How Flowers Sprang Up Gloriously – Twice

From their Wolves days together, John Burridge knew through painful experience that Tim Flowers posed a huge threat to his first-team prospects. The duo’s subsequent presence side by side at Southampton merely underlined the fact.
The young pretender’s rich potential had played its part in the senior campaigner’s departure from Molineux in 1984 and was a strong contributory factor behind both his and Peter Shilton’s farewell to The Dell in the following years.
Flowers bloomed big time in becoming Britain’s most expensive keeper, an England international and, in the unlikely surroundings of Blackburn, a League title winner.
Wolves can be proud that they set him on his way with 72 first-team appearances during the most trying seasons any club could have faced.
But that was only the start of his story and, as a way of checking out the friendly later-1980s rivalry between the two, we consulted Chris Nicholl – had a coffee with him near Walsall, no less – and enjoyed the insight he offered.
“I remember signing Tim from Wolves for very little,” the 70-year-old said. “He was in their reserves at the time and I drove straight up after training to watch him in a Central League game.
“I liked what I saw. He was young and a good size and I thought he could develop into a very good keeper. I had played in front of Budgie at Villa and knew all about him and what a good trainer he was, although obviously very eccentric.
“But, like Shilts, he was getting on a little and I saw Tim as one for the future – and more the size I liked a keeper to be. I decided almost straightaway that I would like him and we took him quite early in the summer, if I remember right.”
Flowers was Sammy Chapman’s first choice between the posts during the bizarre seven-game run-in to a third successive Wolves relegation…..a closing stretch containing a joyously celebrated win at Blackpool, the customary home defeats, a whacky 5-3 loss at Wigan and a finishing victory at Lincoln two days later that at least left Swansea clutching the wooden spoon.
The 19-year-old had already had a loan spell with the Saints and joined them permanently for a knockdown £70,000 – further outstanding business by a manager who also recruited Matt Le Tissier and Alan Shearer.
He had enjoyed understudying Shilton and continued to have a close-up of him while having to be content largely with reserve football, his debut in mid-September being marked by a harrowing 5-1 defeat at Manchester United.
He took over from the England legend again in a home game against Arsenal two months later – and this time he conceded four without reply.

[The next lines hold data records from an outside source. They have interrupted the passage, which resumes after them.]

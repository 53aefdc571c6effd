//! Xara XAR documents.
//!
//! After an 8 byte signature the file is a flat sequence of records, each a
//! little-endian `{u32 tag, u32 size}` header and `size` payload bytes.
//! `DOWN` and `UP` records open and close the child list of the record
//! before them. Records between `STARTCOMPRESSION` and `ENDCOMPRESSION`
//! are stored as one raw deflate stream. Lengths are millipoints, the
//! origin is the lower-left page corner with y up.

mod import;
mod parser;

pub use import::XarImporter;

pub(crate) const SIGNATURE: &[u8; 8] = b"XARA\xa3\xa3\r\n";

/// Millipoints per point.
pub(crate) const MILLIPOINTS: f64 = 1000.0;

pub(crate) mod tag {
    pub const UP: u32 = 0;
    pub const DOWN: u32 = 1;
    pub const FILE_HEADER: u32 = 2;
    pub const END_OF_FILE: u32 = 3;

    pub const START_COMPRESSION: u32 = 30;
    pub const END_COMPRESSION: u32 = 31;

    pub const DOCUMENT: u32 = 40;
    pub const CHAPTER: u32 = 41;
    pub const SPREAD: u32 = 42;
    pub const LAYER: u32 = 43;
    pub const SPREAD_INFORMATION: u32 = 45;
    pub const LAYER_DETAILS: u32 = 48;

    pub const DEFINE_RGB_COLOUR: u32 = 50;
    pub const DEFINE_COMPLEX_COLOUR: u32 = 51;

    pub const PATH: u32 = 100;
    pub const PATH_FILLED_STROKED: u32 = 103;
    pub const GROUP: u32 = 104;
    pub const PATH_RELATIVE: u32 = 113;
    pub const PATH_RELATIVE_FILLED: u32 = 114;
    pub const PATH_RELATIVE_STROKED: u32 = 115;
    pub const PATH_RELATIVE_FILLED_STROKED: u32 = 116;

    pub const FLAT_FILL: u32 = 150;
    pub const LINE_COLOUR: u32 = 151;
    pub const LINE_WIDTH: u32 = 152;
    pub const START_CAP: u32 = 174;
    pub const JOIN_STYLE: u32 = 176;
    pub const MITRE_LIMIT: u32 = 177;
    pub const WINDING_RULE: u32 = 178;

    pub const FLAT_FILL_NONE: u32 = 190;
    pub const FLAT_FILL_BLACK: u32 = 191;
    pub const FLAT_FILL_WHITE: u32 = 192;
    pub const LINE_COLOUR_NONE: u32 = 193;
    pub const LINE_COLOUR_BLACK: u32 = 194;
    pub const LINE_COLOUR_WHITE: u32 = 195;
}

pub fn check(data: &[u8]) -> bool {
    data.starts_with(SIGNATURE)
}
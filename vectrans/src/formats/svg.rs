//! SVG 1.1 static drawings.
//!
//! Import builds an element tree with quick-xml and walks it with inherited
//! style and transform state. Export writes one `g` per layer of the first
//! page, with coordinates in points.

mod colors;
mod export;
mod import;
mod path_data;
mod style;
mod transform;
mod xml;

pub use export::{SvgExporter, SvgOptions};
pub use import::SvgImporter;

/// Bytes sniffed by [`check`].
const CHECK_WINDOW: usize = 4096;

/// XML text with an `svg` root element near the top.
pub fn check(data: &[u8]) -> bool {
    let head = &data[..data.len().min(CHECK_WINDOW)];
    let head = String::from_utf8_lossy(head);
    let trimmed = head.trim_start_matches('\u{feff}').trim_start();
    trimmed.starts_with('<') && head.contains("<svg")
}

#[cfg(test)]
mod tests;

Game no 3, at home to Norwich three months later, was also lost. Talk about a difficult start…..
A six-match run in the side at the end of the season continued two wins and four draws, though, and Flowers was up and running.

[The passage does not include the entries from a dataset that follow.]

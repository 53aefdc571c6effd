//! Presentation properties and their inheritance.

use super::{colors::parse_color, path_data::number_list, xml::Element};
use crate::{
    color::Color,
    model::style::{Cap, FillRule, Join, TextAlign},
};
use log::debug;
use std::str::FromStr;

#[derive(Debug, Clone, Copy, PartialEq, Eq, strum::EnumString, strum::EnumIter, strum::Display)]
#[strum(serialize_all = "lowercase")]
pub enum LineCap {
    Butt,
    Round,
    Square,
}

impl From<LineCap> for Cap {
    fn from(v: LineCap) -> Self {
        match v {
            LineCap::Butt => Cap::Butt,
            LineCap::Round => Cap::Round,
            LineCap::Square => Cap::Square,
        }
    }
}

#[derive(Debug, Clone, Copy, PartialEq, Eq, strum::EnumString, strum::EnumIter, strum::Display)]
#[strum(serialize_all = "kebab-case")]
pub enum LineJoin {
    Miter,
    MiterClip,
    Round,
    Bevel,
    Arcs,
}

impl From<LineJoin> for Join {
    fn from(v: LineJoin) -> Self {
        match v {
            LineJoin::Miter | LineJoin::MiterClip | LineJoin::Arcs => Join::Miter,
            LineJoin::Round => Join::Round,
            LineJoin::Bevel => Join::Bevel,
        }
    }
}

#[derive(Debug, Clone, Copy, PartialEq, Eq, strum::EnumString, strum::EnumIter, strum::Display)]
#[strum(serialize_all = "lowercase")]
pub enum SvgFillRule {
    NonZero,
    EvenOdd,
}

impl From<SvgFillRule> for FillRule {
    fn from(v: SvgFillRule) -> Self {
        match v {
            SvgFillRule::NonZero => FillRule::NonZero,
            SvgFillRule::EvenOdd => FillRule::EvenOdd,
        }
    }
}

#[derive(Debug, Clone, Copy, PartialEq, Eq, strum::EnumString, strum::EnumIter, strum::Display)]
#[strum(serialize_all = "lowercase")]
pub enum TextAnchor {
    Start,
    Middle,
    End,
}

impl From<TextAnchor> for TextAlign {
    fn from(v: TextAnchor) -> Self {
        match v {
            TextAnchor::Start => TextAlign::Left,
            TextAnchor::Middle => TextAlign::Center,
            TextAnchor::End => TextAlign::Right,
        }
    }
}

#[derive(Debug, Clone, PartialEq)]
pub enum Paint {
    None,
    Color(Color),
    CurrentColor,
    /// Reference to a paint server with the color used when it does not resolve.
    Url(String, Option<Color>),
}

fn parse_paint(s: &str) -> Option<Paint> {
    let s = s.trim();
    if s == "none" {
        return Some(Paint::None);
    }
    if s == "currentColor" {
        return Some(Paint::CurrentColor);
    }
    if let Some(rest) = s.strip_prefix("url(") {
        let (id, fallback) = rest.split_once(')')?;
        let id = id.trim().trim_matches(|c| c == '\'' || c == '"');
        let id = id.trim_start_matches('#').to_owned();
        let fallback = parse_paint(fallback).and_then(|p| match p {
            Paint::Color(c) => Some(c),
            _ => None,
        });
        return Some(Paint::Url(id, fallback));
    }
    parse_color(s).map(Paint::Color)
}

/// Pixels per point, SVG user units are CSS pixels.
pub const PT_PER_PX: f64 = 0.75;

/// Parse a length into user units (px). Percentages are relative to `base`.
pub fn parse_length(s: &str, base: f64) -> Option<f64> {
    let s = s.trim();
    let split = s
        .find(|c: char| c.is_ascii_alphabetic() || c == '%')
        .unwrap_or(s.len());
    let (num, unit) = s.split_at(split);
    let v: f64 = num.trim().parse().ok()?;
    let px = match unit {
        "" | "px" => v,
        "pt" => v / PT_PER_PX,
        "pc" => v * 12.0 / PT_PER_PX,
        "mm" => v * 72.0 / 25.4 / PT_PER_PX,
        "cm" => v * 720.0 / 25.4 / PT_PER_PX,
        "in" => v * 72.0 / PT_PER_PX,
        "em" => v * 16.0,
        "ex" => v * 8.0,
        "%" => v * base / 100.0,
        _ => return None,
    };
    Some(px)
}

/// Inherited style state of one element.
#[derive(Debug, Clone, PartialEq)]
pub struct SvgStyle {
    pub fill: Paint,
    pub fill_rule: SvgFillRule,
    pub fill_opacity: f64,
    pub stroke: Paint,
    pub stroke_width: f64,
    pub line_cap: LineCap,
    pub line_join: LineJoin,
    pub miter_limit: f64,
    pub dash: Vec<f64>,
    pub stroke_opacity: f64,
    /// Product of the `opacity` of the element and its ancestors.
    pub opacity: f64,
    pub color: Color,
    pub font_family: String,
    pub font_size: f64,
    pub text_anchor: TextAnchor,
}

impl Default for SvgStyle {
    fn default() -> Self {
        Self {
            fill: Paint::Color(Color::rgb(0.0, 0.0, 0.0)),
            fill_rule: SvgFillRule::NonZero,
            fill_opacity: 1.0,
            stroke: Paint::None,
            stroke_width: 1.0,
            line_cap: LineCap::Butt,
            line_join: LineJoin::Miter,
            miter_limit: 4.0,
            dash: vec![],
            stroke_opacity: 1.0,
            opacity: 1.0,
            color: Color::rgb(0.0, 0.0, 0.0),
            font_family: "sans-serif".to_owned(),
            font_size: 16.0,
            text_anchor: TextAnchor::Start,
        }
    }
}

fn keyword<T: FromStr>(name: &str, value: &str) -> Option<T> {
    let r = T::from_str(value.trim()).ok();
    if r.is_none() {
        debug!("ignore {name}: {value}");
    }
    r
}

fn opacity(value: &str) -> Option<f64> {
    value.trim().parse::<f64>().ok().map(|v| v.clamp(0.0, 1.0))
}

impl SvgStyle {
    /// Style of a child: inherited values overridden by the element's
    /// presentation attributes, then by its `style` declarations.
    pub fn derive(&self, el: &Element) -> Self {
        let mut r = self.clone();
        // opacity is not inherited, it multiplies down the tree
        let mut own_opacity = 1.0;
        let declarations = el
            .attr("style")
            .into_iter()
            .flat_map(|s| s.split(';'))
            .filter_map(|d| d.split_once(':'))
            .map(|(k, v)| (k.trim(), v.trim()));
        let attrs = el.attrs.iter().map(|(k, v)| (k.as_str(), v.as_str()));
        for (name, value) in attrs.chain(declarations) {
            if value == "inherit" {
                continue;
            }
            match name {
                "fill" => r.fill = parse_paint(value).unwrap_or(r.fill),
                "fill-rule" => r.fill_rule = keyword(name, value).unwrap_or(r.fill_rule),
                "fill-opacity" => r.fill_opacity = opacity(value).unwrap_or(r.fill_opacity),
                "stroke" => r.stroke = parse_paint(value).unwrap_or(r.stroke),
                "stroke-width" => {
                    r.stroke_width = parse_length(value, 0.0).unwrap_or(r.stroke_width)
                }
                "stroke-linecap" => r.line_cap = keyword(name, value).unwrap_or(r.line_cap),
                "stroke-linejoin" => r.line_join = keyword(name, value).unwrap_or(r.line_join),
                "stroke-miterlimit" => {
                    r.miter_limit = value.parse().unwrap_or(r.miter_limit);
                }
                "stroke-dasharray" => {
                    r.dash = if value == "none" {
                        vec![]
                    } else {
                        number_list(value)
                    };
                }
                "stroke-opacity" => r.stroke_opacity = opacity(value).unwrap_or(r.stroke_opacity),
                "opacity" => own_opacity = opacity(value).unwrap_or(own_opacity),
                "color" => r.color = parse_color(value).unwrap_or(r.color),
                "font-family" => r.font_family = value.trim_matches(|c| c == '\'' || c == '"').to_owned(),
                "font-size" => r.font_size = parse_length(value, self.font_size).unwrap_or(r.font_size),
                "text-anchor" => r.text_anchor = keyword(name, value).unwrap_or(r.text_anchor),
                _ => {}
            }
        }
        r.opacity = self.opacity * own_opacity;
        r
    }
}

“I played Budgie plenty the season after when Shilts had gone to Derby for £1m and just brought Tim through gradually,” Nicholl added.
“I thought that was right for him and I was very pleased and proud that he became such a top keeper.
“John was really good with him and loved coming in for extra training, so he set a good example.”
Burridge admits in his autobiography that he regretted joining the Saints when he left Sheffield United but played 62 League games before joining Newcastle in 1989, Nicholl having warned him that his opportunities would become fewer if he didn’t sign a new deal.
It wasn’t only fellow keepers who were taken under Burridge’s wing and helped out, as he had done in his successful Molineux stay from 1982 to 1984. The Burridges also paid Shearer a fiver a time to baby-sit their kids, Thomas and Katie.

“Around the same time I was arriving at Southampton, they also brought in Tim,” he wrote. “They essentially bought him as one for the future and to replace me in time.
“But, although I was the top dog on paper, and Tim had been signed as a future prospect, I felt my first-team place was never too secure because he had really matured at Wolves. He was an excellent up-and-coming keeper, more than ready to step in.”
It was after the former Villa man had joined Newcastle that Flowers really established himself at The Dell, staying for another two and a half years following Nicholl’s departure and impressing Graham Taylor sufficiently to win the first of his 11 England caps.